=== Problem statement ===
The word "analysis" may appear in lines of the data; say how many such lines there are, with nothing beyond the number.

(Extracted entries)

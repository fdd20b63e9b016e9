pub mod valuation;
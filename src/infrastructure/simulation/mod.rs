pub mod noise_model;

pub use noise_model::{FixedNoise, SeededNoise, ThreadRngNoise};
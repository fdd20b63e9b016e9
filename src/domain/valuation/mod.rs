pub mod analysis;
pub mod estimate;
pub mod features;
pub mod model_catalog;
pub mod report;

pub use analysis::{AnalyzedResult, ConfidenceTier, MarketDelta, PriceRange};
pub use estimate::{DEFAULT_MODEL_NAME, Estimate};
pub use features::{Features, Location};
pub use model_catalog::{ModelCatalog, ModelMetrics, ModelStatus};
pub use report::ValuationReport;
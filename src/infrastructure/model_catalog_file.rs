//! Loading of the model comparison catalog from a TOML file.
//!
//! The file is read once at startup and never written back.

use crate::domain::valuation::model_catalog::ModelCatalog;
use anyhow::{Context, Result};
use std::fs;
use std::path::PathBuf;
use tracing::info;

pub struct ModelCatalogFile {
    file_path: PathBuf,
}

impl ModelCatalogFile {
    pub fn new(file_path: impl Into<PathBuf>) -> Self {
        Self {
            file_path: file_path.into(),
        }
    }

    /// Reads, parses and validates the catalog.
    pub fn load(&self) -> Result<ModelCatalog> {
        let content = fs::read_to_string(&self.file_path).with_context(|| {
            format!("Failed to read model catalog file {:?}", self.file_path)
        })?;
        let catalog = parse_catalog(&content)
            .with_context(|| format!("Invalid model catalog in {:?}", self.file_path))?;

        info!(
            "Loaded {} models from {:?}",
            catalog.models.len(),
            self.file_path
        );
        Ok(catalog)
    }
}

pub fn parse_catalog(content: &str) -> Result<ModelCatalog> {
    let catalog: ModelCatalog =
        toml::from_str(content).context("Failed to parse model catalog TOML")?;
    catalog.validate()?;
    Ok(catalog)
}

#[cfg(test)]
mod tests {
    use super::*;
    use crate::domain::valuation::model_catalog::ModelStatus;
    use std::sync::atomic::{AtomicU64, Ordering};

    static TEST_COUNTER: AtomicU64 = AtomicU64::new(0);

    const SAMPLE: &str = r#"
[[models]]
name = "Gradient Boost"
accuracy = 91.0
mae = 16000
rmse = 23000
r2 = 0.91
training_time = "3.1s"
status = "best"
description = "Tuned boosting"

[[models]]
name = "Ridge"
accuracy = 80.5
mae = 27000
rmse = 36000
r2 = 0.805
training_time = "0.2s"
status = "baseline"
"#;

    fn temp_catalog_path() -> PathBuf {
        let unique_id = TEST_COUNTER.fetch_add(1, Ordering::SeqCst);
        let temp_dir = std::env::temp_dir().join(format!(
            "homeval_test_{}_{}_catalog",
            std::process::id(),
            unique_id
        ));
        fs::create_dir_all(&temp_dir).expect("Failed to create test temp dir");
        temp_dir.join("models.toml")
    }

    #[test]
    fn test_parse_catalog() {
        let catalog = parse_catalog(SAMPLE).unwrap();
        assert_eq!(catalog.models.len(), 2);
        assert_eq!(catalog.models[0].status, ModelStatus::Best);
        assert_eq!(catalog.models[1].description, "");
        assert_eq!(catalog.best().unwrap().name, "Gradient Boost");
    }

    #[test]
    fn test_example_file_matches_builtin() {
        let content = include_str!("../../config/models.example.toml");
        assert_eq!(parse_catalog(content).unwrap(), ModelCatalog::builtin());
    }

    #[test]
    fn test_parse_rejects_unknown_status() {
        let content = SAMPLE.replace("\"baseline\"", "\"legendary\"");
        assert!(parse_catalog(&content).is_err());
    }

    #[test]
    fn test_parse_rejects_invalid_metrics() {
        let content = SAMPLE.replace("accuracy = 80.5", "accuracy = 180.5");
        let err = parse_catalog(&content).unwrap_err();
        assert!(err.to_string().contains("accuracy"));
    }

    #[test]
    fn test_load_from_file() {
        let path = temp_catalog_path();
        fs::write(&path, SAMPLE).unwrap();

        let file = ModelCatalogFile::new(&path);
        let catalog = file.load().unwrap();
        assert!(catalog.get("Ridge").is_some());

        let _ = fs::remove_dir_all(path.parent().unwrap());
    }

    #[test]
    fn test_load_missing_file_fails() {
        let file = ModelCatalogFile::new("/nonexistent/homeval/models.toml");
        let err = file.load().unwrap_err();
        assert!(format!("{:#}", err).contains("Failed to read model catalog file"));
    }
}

(End Extracted entries)

=== Solution to this task ===
2